Bad Dad, using up all the emergency tape! But really, thanks for another GREAT video that simplifies something super useful for so many. We appreciate you and your family's tape!!
Thank you so much! This has helped me a lot! Please keep going. I also enjoy videos that aren’t just about Ollama (but of course, I like the ones that are about Ollama too!). Thank you!
Thank you Matt for this amazing explanation. I had a brief understanding so I thought of this but you really helped me fully grasp how this works. Also, your videos are an emergency
This is just the info I was looking for. My goal is get useful coarse AI running on the GPU of my gaming laptop, leaving the APU to give me full attention.
I just tossed money at a new laptop with a 4070 JUST for Ollama, and with this video I was also able to throw smarts at it too to get it to do more with the 8GB of VRAM on laptop 4070s. Thanks so much! I'd been spending a lot of time building models with various context widths and benchmarking the VRAM consumption. Deleted a bunch of them because they ended up getting me a CPU/GPU split. Time to create them again because they will now fit in VRAM! Thanks again!
Unfortunately, Macs are better for local LLMs. One for $5K with 128GB shared RAM... Can potentially run a 70B model at 8 bit quantization. The memory in Nvidia GPUs is just too low.
my 1070ti also has 8GB vram and I can fit mistral 7B q6 k with a gig to spare. so far it's the best I've found that fits 100% on my gpu. what have you been having good luck with?
I think what the viewer meant was for specifically those mem availabilities. that said, it's also not that realistic because everyone has different available mem depending on what else they have running (vscode, cline, docker / podman + various containers, browser windows, n8n / langflow / ..., ...) - it all depends on what one's specific setup and use-case. people keep forgetting that it's all apple and oranges
LOL opening with a Mac.... That's like a cheatcode for running AI locally. I can run LLama3.3 70B (Q4-K_M) (43GB) on my two generation old Macbook Pro (M2 Max) and it works pretty darn well, more T/s than I can read at least. Doesn't really change the point of your video but just saying if someone thinks quantization is going to get them to run a 70B model on most other laptops they are going to have a bad day.
Thank you for your awesome AI videos! Is there an easy way to always set the environment variables by default when starting ollama as I sometimes forget to set them after a restart ?
Wow! This made my favorite model much faster! 🤯 I couldn't run `OLLAMA_FLASH_ATTENTION=true ollama serve` for some reason, so I set the environment variable instead.
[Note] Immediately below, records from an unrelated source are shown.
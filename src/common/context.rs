// Explicit per-operation context.
//
// Higher layers attach a transaction id and an optional cancellation flag to
// every call; the engine reads both from this object. There is no
// thread-local or hidden state.

use crate::error::{DbError, Result};
use std::sync::atomic::{AtomicBool, Ordering};
use std::sync::Arc;

#[derive(Debug, Clone, Default)]
pub struct OperationContext {
    /// Transaction the operation is bound to, if any. Reads and writes with
    /// a binding are routed through the transaction workspace.
    pub transaction_id: Option<u64>,

    cancel: Option<Arc<AtomicBool>>,
}

impl OperationContext {
    pub fn new() -> Self {
        Self::default()
    }

    /// Context bound to a transaction.
    pub fn with_transaction(transaction_id: u64) -> Self {
        Self {
            transaction_id: Some(transaction_id),
            cancel: None,
        }
    }

    /// Context plus a cancellation flag the caller can trip from another
    /// thread.
    pub fn cancellable() -> (Self, Arc<AtomicBool>) {
        let flag = Arc::new(AtomicBool::new(false));
        let ctx = Self {
            transaction_id: None,
            cancel: Some(flag.clone()),
        };
        (ctx, flag)
    }

    pub fn bind_transaction(mut self, transaction_id: u64) -> Self {
        self.transaction_id = Some(transaction_id);
        self
    }

    pub fn is_cancelled(&self) -> bool {
        self.cancel
            .as_ref()
            .map(|flag| flag.load(Ordering::Relaxed))
            .unwrap_or(false)
    }

    /// Polled at natural boundaries: before scans, between large row loops,
    /// around bulk-load index rebuilds.
    pub fn check_cancelled(&self) -> Result<()> {
        if self.is_cancelled() {
            Err(DbError::Cancelled)
        } else {
            Ok(())
        }
    }
}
Now, if only Open WebUI used those settings...
Thanks, this was very helpful! Question - I have a Mac Studio M2 Ultra - 192 Unified Ram. What do you think is the largest model I could run on it? Llama 3.1 has a 405b model that at q4 is 243G. Do you think I could run it with the flash kv and context quantizing?
While this video brilliantly explains quantization and offers valuable technical insights for running LLMs locally, it's worth considering whether the trade-offs are truly worth it for most users. Running a heavily quantized model on consumer hardware, while impressive, means accepting significant compromises in model quality, processing power, and reliability compared to data center-hosted solutions like Claude or GPT. The video's techniques are fascinating from an educational standpoint and useful for specific privacy-focused use cases, but for everyday users seeking consistent, high-quality AI interactions, cloud-based solutions might still be the more practical choice - offering access to full-scale models without the complexity of hardware management or the uncertainty of quantization's impact on output quality.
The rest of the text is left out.